PLAINTIFF'S OPPOSITION TO DEFENDANTS' MOTION TO STRIKE PLAINTIFF'S CLAIM FOR PUNITIVE DAMAGES
COMES NOW the Plaintiff, by and through counsel, and hereby opposes defendants' motion to strike plaintiff's claim for punitive damages. The plaintiff states the following reasons in support thereof:
I. Plaintiff's complaint complies with F.R.C.P. 10(b).
II. Defendants' motion is untimely.
III. Assuming arguendo, that the court treats Defendants' Motion as a Rule 12(b)(6) Motion, plaintiff's Complaint is legally and factually sufficient.
Introduction
This is a medical malpractice case in which the plaintiff alleges that the defendants negligently and recklessly administered the incorrect medication during an elective surgical procedure causing the plaintiff to go into cardiac and respiratory arrest and suffer near-death.

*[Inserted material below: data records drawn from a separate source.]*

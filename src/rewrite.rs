//! Relative `url(...)` rewriting into versioned absolute URLs.
//!
//! Given one minified content line and the directory of the stylesheet it
//! came from, every relative reference becomes
//! `base_url + <path relative to base_dir> + "?v=" + <token>`:
//!
//! ```text
//! url(../img/x.png)  →  url(http://cdn/img/x.png?v=AbCd1234)
//! ```
//!
//! ## What gets rewritten
//!
//! A reference participates only when it is a plain relative file path:
//!
//! - not starting with `/` — root-relative and protocol-relative URLs are
//!   assumed resolvable by the consuming runtime and pass through untouched,
//!   with no version lookup;
//! - composed entirely of `[0-9A-Za-z_\-./?=#]`. Anything outside that
//!   class, like `data:` URIs or references with embedded spaces, passes
//!   through untouched.
//!
//! Quoting is preserved: only the reference substring inside the matched
//! `url(...)` is replaced. An existing query string is dropped in favor of
//! the version query; a fragment is dropped entirely.

use crate::config::Options;
use crate::paths;
use crate::version::{VersionError, Versioner};
use regex::Regex;
use std::sync::LazyLock;

/// Rewrite all qualifying `url(...)` references in one content line.
///
/// `current_dir` is the directory of the stylesheet the line came from;
/// relative references resolve against it. Version lookups go through the
/// shared `versioner` so every target in a run hits one cache.
pub fn rewrite_urls(
    line: &str,
    current_dir: &str,
    options: &Options,
    versioner: &mut Versioner<'_>,
) -> Result<String, VersionError> {
    static RE_URL: LazyLock<Regex> =
        LazyLock::new(|| Regex::new(r"(?i)url\(([^()]*)\)").unwrap());

    let mut out = String::with_capacity(line.len());
    let mut last = 0;
    for caps in RE_URL.captures_iter(line) {
        let whole = caps.get(0).unwrap();
        out.push_str(&line[last..whole.start()]);
        last = whole.end();

        match extract_reference(&caps[1]) {
            Some(reference) => {
                let absolute = versioned_url(reference, current_dir, options, versioner)?;
                // Replace only the reference substring, keeping the
                // url( / quoting / ) structure as written.
                out.push_str(&whole.as_str().replacen(reference, &absolute, 1));
            }
            None => out.push_str(whole.as_str()),
        }
    }
    out.push_str(&line[last..]);
    Ok(out)
}

/// Pull the rewritable reference out of the text between `url(` and `)`.
///
/// Returns `None` when the reference should pass through: root-relative,
/// mismatched quotes, or characters outside the reference class.
fn extract_reference(inner: &str) -> Option<&str> {
    let trimmed = inner.trim();
    let reference = match trimmed.as_bytes() {
        [q @ (b'\'' | b'"'), .., last] if last == q => &trimmed[1..trimmed.len() - 1],
        [b'\'' | b'"', ..] | [.., b'\'' | b'"'] => return None,
        _ => trimmed,
    };
    if reference.is_empty() || reference.starts_with('/') {
        return None;
    }
    let in_class = |c: char| {
        c.is_ascii_alphanumeric() || matches!(c, '_' | '-' | '.' | '/' | '?' | '=' | '#')
    };
    reference.chars().all(in_class).then_some(reference)
}

/// Resolve a relative reference and build its versioned absolute URL.
fn versioned_url(
    reference: &str,
    current_dir: &str,
    options: &Options,
    versioner: &mut Versioner<'_>,
) -> Result<String, VersionError> {
    let (file_path, _query, _fragment) = paths::split_reference(reference);
    let resolved = paths::join_normalize(current_dir, file_path);
    let relative = paths::relative_to(&options.base_dir, &resolved);
    let token = versioner.token(&resolved)?;
    Ok(format!("{}{}?v={}", options.base_url, relative, token))
}

#[cfg(test)]
mod tests {
    use super::*;
    use crate::workspace::tests::MemWorkspace;

    fn options() -> Options {
        Options {
            base_url: "http://cdn/".to_string(),
            base_dir: ".".to_string(),
            ..Options::default()
        }
    }

    fn rewrite(ws: &MemWorkspace, line: &str, dir: &str) -> String {
        let options = options();
        let mut versioner = Versioner::new(ws, false);
        rewrite_urls(line, dir, &options, &mut versioner).unwrap()
    }

    fn token_for(ws: &MemWorkspace, asset: &str) -> String {
        Versioner::new(ws, false).token(asset).unwrap()
    }

    // =========================================================================
    // Rewriting
    // =========================================================================

    #[test]
    fn relative_reference_becomes_versioned_absolute() {
        let ws = MemWorkspace::new().file("img/x.png", b"png".to_vec());
        let token = token_for(&ws, "img/x.png");
        let out = rewrite(&ws, ".a{background:url(../img/x.png)}", "css");
        assert_eq!(out, format!(".a{{background:url(http://cdn/img/x.png?v={token})}}"));
    }

    #[test]
    fn quoting_is_preserved() {
        let ws = MemWorkspace::new().file("img/x.png", b"png".to_vec());
        let token = token_for(&ws, "img/x.png");
        let out = rewrite(&ws, r#".a{background:url("x.png")}"#, "img");
        assert_eq!(out, format!(r#".a{{background:url("http://cdn/img/x.png?v={token}")}}"#));

        let out = rewrite(&ws, ".a{background:url('x.png')}", "img");
        assert_eq!(out, format!(".a{{background:url('http://cdn/img/x.png?v={token}')}}"));
    }

    #[test]
    fn multiple_references_in_one_line() {
        let ws = MemWorkspace::new()
            .file("img/a.png", b"a".to_vec())
            .file("img/b.png", b"b".to_vec());
        let out = rewrite(&ws, ".a{background:url(a.png) url(b.png)}", "img");
        assert!(out.contains("url(http://cdn/img/a.png?v="));
        assert!(out.contains("url(http://cdn/img/b.png?v="));
    }

    #[test]
    fn existing_query_is_replaced_by_version() {
        let ws = MemWorkspace::new().file("img/x.png", b"png".to_vec());
        let token = token_for(&ws, "img/x.png");
        let out = rewrite(&ws, "url(x.png?old=v)", "img");
        assert_eq!(out, format!("url(http://cdn/img/x.png?v={token})"));
    }

    #[test]
    fn fragment_is_dropped() {
        let ws = MemWorkspace::new().file("fonts/icons.svg", b"svg".to_vec());
        let token = token_for(&ws, "fonts/icons.svg");
        let out = rewrite(&ws, "url(icons.svg#glyph)", "fonts");
        assert_eq!(out, format!("url(http://cdn/fonts/icons.svg?v={token})"));
    }

    #[test]
    fn base_dir_controls_relative_path() {
        let ws = MemWorkspace::new().file("static/img/x.png", b"png".to_vec());
        let mut opts = options();
        opts.base_dir = "static".to_string();
        let mut versioner = Versioner::new(&ws, false);
        let out = rewrite_urls("url(../img/x.png)", "static/css", &opts, &mut versioner).unwrap();
        assert!(out.starts_with("url(http://cdn/img/x.png?v="), "got: {out}");
    }

    // =========================================================================
    // Pass-through
    // =========================================================================

    #[test]
    fn root_relative_reference_passes_through() {
        let ws = MemWorkspace::new();
        let line = ".a{background:url(/img/x.png)}";
        assert_eq!(rewrite(&ws, line, "css"), line);
        // And never triggers a version lookup.
        let mut versioner = Versioner::new(&ws, false);
        rewrite_urls(line, "css", &options(), &mut versioner).unwrap();
        assert!(versioner.missing_assets().is_empty());
    }

    #[test]
    fn data_uri_passes_through() {
        let ws = MemWorkspace::new();
        let line = ".a{background:url(data:image/png;base64,iVBOR=)}";
        assert_eq!(rewrite(&ws, line, "css"), line);
    }

    #[test]
    fn mismatched_quotes_pass_through() {
        let ws = MemWorkspace::new();
        let line = ".a{background:url('x.png)}";
        assert_eq!(rewrite(&ws, line, "css"), line);
    }

    #[test]
    fn line_without_urls_is_unchanged() {
        let ws = MemWorkspace::new();
        assert_eq!(rewrite(&ws, ".a{color:red}", "css"), ".a{color:red}");
    }

    // =========================================================================
    // Missing assets
    // =========================================================================

    #[test]
    fn missing_asset_gets_default_token_in_release() {
        let ws = MemWorkspace::new();
        let out = rewrite(&ws, "url(gone.png)", "img");
        assert_eq!(out, "url(http://cdn/img/gone.png?v=0)");
    }

    #[test]
    fn missing_asset_is_fatal_in_debug() {
        let ws = MemWorkspace::new();
        let mut versioner = Versioner::new(&ws, true);
        let err = rewrite_urls("url(gone.png)", "img", &options(), &mut versioner).unwrap_err();
        assert!(matches!(err, VersionError::Missing(path) if path == "img/gone.png"));
    }
}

Suit was initially instituted in the Circuit Court for Fairfax County, Virginia on April 1, 2003. Pursuant to Virginia Code § 8.01-380, plaintiff elected to take a non-suit on December 5, 2003.The current suit was filed on April 21, 2004. (Exhibit 1). The defendants filed their Answer to the complaint and discovery responses on June 17, 2004. (Exhibit 2).
I. Plaintiff's complaint complies with F.R.C.P. 10(b)

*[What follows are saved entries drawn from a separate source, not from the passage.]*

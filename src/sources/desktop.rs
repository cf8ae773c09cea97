use crate::model::ApplicationEntry;
use crate::sources::{files_with_extension, Source, SourceError};
use std::collections::{HashMap, HashSet};
use std::fs;
use std::path::{Path, PathBuf};
use log::{debug, info};

const DESKTOP_EXTENSION: &str = "desktop";
const ENTRY_GROUP: &str = "[Desktop Entry]";

/// Scans desktop-entry directories in the given order.
pub struct DesktopSource {
    pub dirs: Vec<PathBuf>,
}

impl DesktopSource {
    pub fn new(dirs: Vec<PathBuf>) -> Self {
        Self { dirs }
    }
}

impl Source for DesktopSource {
    type Item = ApplicationEntry;

    fn scan(&self) -> Vec<ApplicationEntry> {
        load_applications(&self.dirs)
    }
}

/// Reads every `.desktop` file in `search_paths`, keeping the first entry
/// seen for each name and each exec, sorted case-insensitively by name.
pub fn load_applications<P: AsRef<Path>>(search_paths: &[P]) -> Vec<ApplicationEntry> {
    let mut entries = Vec::new();
    let mut seen_names = HashSet::new();
    let mut seen_execs = HashSet::new();

    for dir in search_paths {
        let dir = dir.as_ref();
        debug!("Scanning desktop files in {:?}", dir);

        for path in files_with_extension(dir, DESKTOP_EXTENSION) {
            let entry = match read_desktop_file(&path) {
                Ok(Some(entry)) => entry,
                Ok(None) => continue,
                Err(err) => {
                    debug!("Skipping desktop file: {}", err);
                    continue;
                }
            };

            if seen_names.contains(&entry.name) || seen_execs.contains(&entry.exec) {
                debug!("Duplicate entry {:?} in {:?}", entry.name, path);
                continue;
            }
            seen_names.insert(entry.name.clone());
            seen_execs.insert(entry.exec.clone());
            entries.push(entry);
        }
    }

    // Stable: equal names keep discovery order.
    entries.sort_by(|a, b| a.name.to_lowercase().cmp(&b.name.to_lowercase()));

    info!("DesktopSource: found {} entries", entries.len());
    entries
}

fn read_desktop_file(path: &Path) -> Result<Option<ApplicationEntry>, SourceError> {
    let content = fs::read_to_string(path).map_err(|source| SourceError::Io {
        path: path.to_path_buf(),
        source,
    })?;
    let fields = entry_group(&content).ok_or_else(|| SourceError::MissingEntryGroup {
        path: path.to_path_buf(),
    })?;
    Ok(entry_from_fields(&fields))
}

/// Key/value pairs of the `[Desktop Entry]` group, or `None` if the file has
/// no such group.
fn entry_group(content: &str) -> Option<HashMap<&str, &str>> {
    let mut fields = HashMap::new();
    let mut found = false;
    let mut in_group = false;

    for line in content.lines() {
        let line = line.trim();
        if line.is_empty() || line.starts_with('#') || line.starts_with(';') {
            continue;
        }

        if line.starts_with('[') {
            in_group = line == ENTRY_GROUP;
            found |= in_group;
            continue;
        }

        if !in_group {
            continue;
        }

        if let Some((key, value)) = line.split_once('=') {
            fields.insert(key.trim(), value.trim());
        }
    }

    found.then_some(fields)
}

fn entry_from_fields(fields: &HashMap<&str, &str>) -> Option<ApplicationEntry> {
    let flag = |key: &str| fields.get(key).is_some_and(|v| is_true(v));
    if flag("NoDisplay") || flag("Hidden") {
        return None;
    }

    let name = fields.get("Name").copied().unwrap_or_default();
    let exec = fields.get("Exec").copied().unwrap_or_default();
    if name.is_empty() || exec.is_empty() {
        return None;
    }

    let optional = |key: &str| {
        fields
            .get(key)
            .filter(|v| !v.is_empty())
            .map(|v| v.to_string())
    };

    Some(ApplicationEntry {
        name: name.to_string(),
        exec: exec.to_string(),
        icon: optional("Icon"),
        about: optional("Comment"),
    })
}

/// Anything but empty, `0` or `false` counts as set.
fn is_true(value: &str) -> bool {
    let value = value.trim();
    !(value.is_empty() || value == "0" || value.eq_ignore_ascii_case("false"))
}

The plaintiff's Complaint satisfies the "notice" pleading requirement of F.R.C.P. 8(a) and 10(b). Generally, litigants are required to satisfy "notice" pleading obligations — that is, they must provide their opponent with fair notice of their claim(s) and grounds upon which their claim(s) rest. See, Swierkiewicz v. Sorema N.A., 534 U.S. 506, 122 S.Ct. 992 (2002). Federal court pleadings do not require the same elaborate "fact" pleading imposed by State court practice. See e.g., Enron Oil Trading Transp. Co. v. Walbrook Ins. Co., 132 F.3d 526 (9th Cir. 1997); Palmer v. Board of Educ. of Community Unit Sch. Dist. 201-U, 46 F.3d 682 (7th Cir. 1995). Plaintiff's Complaint contains two separate counts and forty-seven (47) numbered paragraphs including subparts detailing each claim. The purpose of Rule 10(b) is to require the drafter to craft a pleading that is easily understood by both the opponent and the Court. Even a cursory reading of the Complaint confirms that plaintiff's Complaint achieves this goal. However, the most compelling evidence on this point is that the defendants already filed a prompt and timely answer to this "ambiguous" Complaint. (See Exhibit 2.). The defendants' motion should be denied. II. The defendants' motion is untimely
With limited exceptions, F.R.C.P 12(b) requires that "every defense, in law or fact, to a claim for relief in any pleading . . . shall be asserted in the responsive pleading thereto. . .". A party who intends to assert a Rule 12 defense or objection in a motion must do so before the responsive pleading is due. (Emphasis added). Defendants filed the instant motion on August 27, 2004, more than sixty (60) days after filing their Answer. Therefore, the defendants' motion is untimely and defendants' motion should be denied.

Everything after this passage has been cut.